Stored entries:
********************

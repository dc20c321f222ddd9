//! The migration engine: generate, list pending, run, roll back.

use crate::comparer::SchemaComparer;
use crate::error::MigrationError;
use crate::introspector::SchemaIntrospector;
use crate::migration::{Migration, SqlExecutor, is_valid_version};
use crate::recorder::MigrationRecorder;
use crate::registry::MigrationRegistry;
use crate::renderer::DdlRenderer;
use crate::schema::DatabaseSchema;
use crate::writer::MigrationWriter;
use chrono::Utc;
use murier_backends::Connection;
use murier_metadata::registry::MetadataRegistry;
use std::path::PathBuf;
use std::sync::Arc;
use std::time::Instant;
use tracing::{info, warn};

/// A migration produced by [`MigrationEngine::generate`].
#[derive(Debug, Clone, PartialEq)]
pub struct GeneratedMigration {
	pub version: String,
	pub up: Vec<String>,
	pub down: Vec<String>,
	/// Where the migration source was written, when a directory is set.
	pub path: Option<PathBuf>,
}

/// What one executed (or dry-run) migration did.
#[derive(Debug, Clone, PartialEq)]
pub struct MigrationReport {
	pub version: String,
	pub statements: Vec<String>,
	pub duration_ms: u64,
	pub dry_run: bool,
}

/// Renders schema differences into migrations, runs them in order and
/// tracks history. Every migration runs in its own transaction; a failure
/// aborts the remaining sequence and leaves earlier history rows intact.
pub struct MigrationEngine {
	connection: Arc<Connection>,
	metadata: Arc<MetadataRegistry>,
	registry: MigrationRegistry,
	recorder: MigrationRecorder,
	comparer: SchemaComparer,
	database: String,
	migrations_dir: Option<PathBuf>,
}

impl MigrationEngine {
	pub fn new(
		connection: Arc<Connection>,
		metadata: Arc<MetadataRegistry>,
		database: impl Into<String>,
	) -> Self {
		Self {
			recorder: MigrationRecorder::new(Arc::clone(&connection)),
			connection,
			metadata,
			registry: MigrationRegistry::new(),
			comparer: SchemaComparer::new(),
			database: database.into(),
			migrations_dir: None,
		}
	}

	/// Directory `generate` writes migration sources into.
	pub fn with_migrations_dir(mut self, dir: impl Into<PathBuf>) -> Self {
		self.migrations_dir = Some(dir.into());
		self
	}

	pub fn with_comparer(mut self, comparer: SchemaComparer) -> Self {
		self.comparer = comparer;
		self
	}

	pub fn registry(&self) -> &MigrationRegistry {
		&self.registry
	}

	pub fn registry_mut(&mut self) -> &mut MigrationRegistry {
		&mut self.registry
	}

	pub fn recorder(&self) -> &MigrationRecorder {
		&self.recorder
	}

	/// Compare declared and live schema and synthesize a migration from
	/// the difference. Returns `None` when there is nothing to do.
	///
	/// `version` is the caller's timestamp or, when absent, the current
	/// UTC time formatted as `YYYYMMDDHHMM`.
	pub async fn generate(
		&self,
		version: Option<String>,
	) -> Result<Option<GeneratedMigration>, MigrationError> {
		let declared = DatabaseSchema::from_registry(&self.metadata);
		let live = SchemaIntrospector::new(Arc::clone(&self.connection))
			.introspect(&self.database)
			.await?;
		let difference = self.comparer.compare(&declared, &live)?;
		if difference.is_empty() {
			info!("schemas match, no migration generated");
			return Ok(None);
		}

		let version = match version {
			Some(version) if is_valid_version(&version) => version,
			Some(version) => return Err(MigrationError::InvalidVersion { version }),
			None => Utc::now().format("%Y%m%d%H%M").to_string(),
		};
		let up = DdlRenderer::render_up(&difference);
		let down = DdlRenderer::render_down(&difference);

		let path = match &self.migrations_dir {
			Some(dir) => Some(MigrationWriter::write(dir, &version, &up, &down)?),
			None => None,
		};
		info!(version, statements = up.len(), "migration generated");
		Ok(Some(GeneratedMigration {
			version,
			up,
			down,
			path,
		}))
	}

	/// Registered migrations not yet present in the history table,
	/// ascending by version.
	pub async fn pending(&self) -> Result<Vec<Arc<dyn Migration>>, MigrationError> {
		self.recorder.ensure_table().await?;
		let executed = self.recorder.executed_versions().await?;
		Ok(self
			.registry
			.all()
			.into_iter()
			.filter(|migration| !executed.contains(migration.version()))
			.collect())
	}

	/// Run every pending migration in order. A failure rolls back the
	/// failing migration only and aborts the rest.
	pub async fn run(&self, dry_run: bool) -> Result<Vec<MigrationReport>, MigrationError> {
		let pending = self.pending().await?;
		let mut reports = Vec::with_capacity(pending.len());
		for migration in pending {
			let version = migration.version().to_string();
			let started = Instant::now();

			if !dry_run {
				self.connection.begin().await?;
			}
			let mut executor = SqlExecutor::new(&self.connection, dry_run);
			match migration.up(&mut executor).await {
				Ok(()) => {
					let duration_ms = started.elapsed().as_millis() as u64;
					if !dry_run {
						if let Err(cause) = self.recorder.insert(&version, duration_ms).await {
							let _ = self.connection.rollback().await;
							return Err(MigrationError::failed(version, cause));
						}
						self.connection
							.commit()
							.await
							.map_err(|e| MigrationError::failed(&version, e.into()))?;
					}
					info!(version, duration_ms, dry_run, "migration applied");
					reports.push(MigrationReport {
						version,
						statements: executor.into_statements(),
						duration_ms,
						dry_run,
					});
				}
				Err(cause) => {
					if !dry_run {
						let _ = self.connection.rollback().await;
					}
					warn!(version, error = %cause, "migration failed, aborting run");
					return Err(MigrationError::failed(version, cause));
				}
			}
		}
		Ok(reports)
	}

	/// Roll back the most recently executed migration, when any.
	pub async fn rollback(&self, dry_run: bool) -> Result<Option<MigrationReport>, MigrationError> {
		self.recorder.ensure_table().await?;
		let Some(record) = self.recorder.latest().await? else {
			info!("nothing to roll back");
			return Ok(None);
		};
		let version = record.version;
		let migration = self
			.registry
			.get(&version)
			.ok_or_else(|| MigrationError::UnknownMigration {
				version: version.clone(),
			})?;

		let started = Instant::now();
		if !dry_run {
			self.connection.begin().await?;
		}
		let mut executor = SqlExecutor::new(&self.connection, dry_run);
		match migration.down(&mut executor).await {
			Ok(()) => {
				let duration_ms = started.elapsed().as_millis() as u64;
				if !dry_run {
					if let Err(cause) = self.recorder.delete(&version).await {
						let _ = self.connection.rollback().await;
						return Err(MigrationError::failed(version, cause));
					}
					self.connection
						.commit()
						.await
						.map_err(|e| MigrationError::failed(&version, e.into()))?;
				}
				info!(version, duration_ms, dry_run, "migration rolled back");
				Ok(Some(MigrationReport {
					version,
					statements: executor.into_statements(),
					duration_ms,
					dry_run,
				}))
			}
			Err(cause) => {
				if !dry_run {
					let _ = self.connection.rollback().await;
				}
				warn!(version, error = %cause, "rollback failed");
				Err(MigrationError::failed(version, cause))
			}
		}
	}
}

********************

What to do ▸ From top to bottom, repeat the data above without alteration.

Result of the task ▸
repository dc20c321f222ddd9
//! The migration engine: generate, list pending, run, roll back.

use crate::comparer::SchemaComparer;
use crate::error::MigrationError;
use crate::introspector::SchemaIntrospector;
use crate::migration::{Migration, SqlExecutor, is_valid_version};
use crate::recorder::MigrationRecorder;
use crate::registry::MigrationRegistry;
use crate::renderer::DdlRenderer;
use crate::schema::DatabaseSchema;
use crate::writer::MigrationWriter;
use chrono::Utc;
use murier_backends::Connection;
use murier_metadata::registry::MetadataRegistry;
use std::path::PathBuf;
use std::sync::Arc;
use std::time::Instant;
use tracing::{info, warn};

/// A migration produced by [`MigrationEngine::generate`].
#[derive(Debug, Clone, PartialEq)]
pub struct GeneratedMigration {
	pub version: String,
	pub up: Vec<String>,
	pub down: Vec<String>,
	/// Where the migration source was written, when a directory is set.
	pub path: Option<PathBuf>,
}

/// What one executed (or dry-run) migration did.
#[derive(Debug, Clone, PartialEq)]
pub struct MigrationReport {
	pub version: String,
	pub statements: Vec<String>,
	pub duration_ms: u64,
	pub dry_run: bool,
}

/// Renders schema differences into migrations, runs them in order and
/// tracks history. Every migration runs in its own transaction; a failure
/// aborts the remaining sequence and leaves earlier history rows intact.
pub struct MigrationEngine {
	connection: Arc<Connection>,
	metadata: Arc<MetadataRegistry>,
	registry: MigrationRegistry,
	recorder: MigrationRecorder,
	comparer: SchemaComparer,
	database: String,
	migrations_dir: Option<PathBuf>,
}

impl MigrationEngine {
	pub fn new(
		connection: Arc<Connection>,
		metadata: Arc<MetadataRegistry>,
		database: impl Into<String>,
	) -> Self {
		Self {
			recorder: MigrationRecorder::new(Arc::clone(&connection)),
			connection,
			metadata,
			registry: MigrationRegistry::new(),
			comparer: SchemaComparer::new(),
			database: database.into(),
			migrations_dir: None,
		}
	}

	/// Directory `generate` writes migration sources into.
	pub fn with_migrations_dir(mut self, dir: impl Into<PathBuf>) -> Self {
		self.migrations_dir = Some(dir.into());
		self
	}

	pub fn with_comparer(mut self, comparer: SchemaComparer) -> Self {
		self.comparer = comparer;
		self
	}

	pub fn registry(&self) -> &MigrationRegistry {
		&self.registry
	}

	pub fn registry_mut(&mut self) -> &mut MigrationRegistry {
		&mut self.registry
	}

	pub fn recorder(&self) -> &MigrationRecorder {
		&self.recorder
	}

	/// Compare declared and live schema and synthesize a migration from
	/// the difference. Returns `None` when there is nothing to do.
	///
	/// `version` is the caller's timestamp or, when absent, the current
	/// UTC time formatted as `YYYYMMDDHHMM`.
	pub async fn generate(
		&self,
		version: Option<String>,
	) -> Result<Option<GeneratedMigration>, MigrationError> {
		let declared = DatabaseSchema::from_registry(&self.metadata);
		let live = SchemaIntrospector::new(Arc::clone(&self.connection))
			.introspect(&self.database)
			.await?;
		let difference = self.comparer.compare(&declared, &live)?;
		if difference.is_empty() {
			info!("schemas match, no migration generated");
			return Ok(None);
		}

		let version = match version {
			Some(version) if is_valid_version(&version) => version,
			Some(version) => return Err(MigrationError::InvalidVersion { version }),
			None => Utc::now().format("%Y%m%d%H%M").to_string(),
		};
		let up = DdlRenderer::render_up(&difference);
		let down = DdlRenderer::render_down(&difference);

		let path = match &self.migrations_dir {
			Some(dir) => Some(MigrationWriter::write(dir, &version, &up, &down)?),
			None => None,
		};
		info!(version, statements = up.len(), "migration generated");
		Ok(Some(GeneratedMigration {
			version,
			up,
			down,
			path,
		}))
	}

	/// Registered migrations not yet present in the history table,
	/// ascending by version.
	pub async fn pending(&self) -> Result<Vec<Arc<dyn Migration>>, MigrationError> {
		self.recorder.ensure_table().await?;
		let executed = self.recorder.executed_versions().await?;
		Ok(self
			.registry
			.all()
			.into_iter()
			.filter(|migration| !executed.contains(migration.version()))
			.collect())
	}

	/// Run every pending migration in order. A failure rolls back the
	/// failing migration only and aborts the rest.
	pub async fn run(&self, dry_run: bool) -> Result<Vec<MigrationReport>, MigrationError> {
		let pending = self.pending().await?;
		let mut reports = Vec::with_capacity(pending.len());
		for migration in pending {
			let version = migration.version().to_string();
			let started = Instant::now();

			if !dry_run {
				self.connection.begin().await?;
			}
			let mut executor = SqlExecutor::new(&self.connection, dry_run);
			match migration.up(&mut executor).await {
				Ok(()) => {
					let duration_ms = started.elapsed().as_millis() as u64;
					if !dry_run {
						if let Err(cause) = self.recorder.insert(&version, duration_ms).await {
							let _ = self.connection.rollback().await;
							return Err(MigrationError::failed(version, cause));
						}
						self.connection
							.commit()
							.await
							.map_err(|e| MigrationError::failed(&version, e.into()))?;
					}
					info!(version, duration_ms, dry_run, "migration applied");
					reports.push(MigrationReport {
						version,
						statements: executor.into_statements(),
						duration_ms,
						dry_run,
					});
				}
				Err(cause) => {
					if !dry_run {
						let _ = self.connection.rollback().await;
					}
					warn!(version, error = %cause, "migration failed, aborting run");
					return Err(MigrationError::failed(version, cause));
				}
			}
		}
		Ok(reports)
	}

	/// Roll back the most recently executed migration, when any.
	pub async fn rollback(&self, dry_run: bool) -> Result<Option<MigrationReport>, MigrationError> {
		self.recorder.ensure_table().await?;
		let Some(record) = self.recorder.latest().await? else {
			info!("nothing to roll back");
			return Ok(None);
		};
		let version = record.version;
		let migration = self
			.registry
			.get(&version)
			.ok_or_else(|| MigrationError::UnknownMigration {
				version: version.clone(),
			})?;

		let started = Instant::now();
		if !dry_run {
			self.connection.begin().await?;
		}
		let mut executor = SqlExecutor::new(&self.connection, dry_run);
		match migration.down(&mut executor).await {
			Ok(()) => {
				let duration_ms = started.elapsed().as_millis() as u64;
				if !dry_run {
					if let Err(cause) = self.recorder.delete(&version).await {
						let _ = self.connection.rollback().await;
						return Err(MigrationError::failed(version, cause));
					}
					self.connection
						.commit()
						.await
						.map_err(|e| MigrationError::failed(&version, e.into()))?;
				}
				info!(version, duration_ms, dry_run, "migration rolled back");
				Ok(Some(MigrationReport {
					version,
					statements: executor.into_statements(),
					duration_ms,
					dry_run,
				}))
			}
			Err(cause) => {
				if !dry_run {
					let _ = self.connection.rollback().await;
				}
				warn!(version, error = %cause, "rollback failed");
				Err(MigrationError::failed(version, cause))
			}
		}
	}
}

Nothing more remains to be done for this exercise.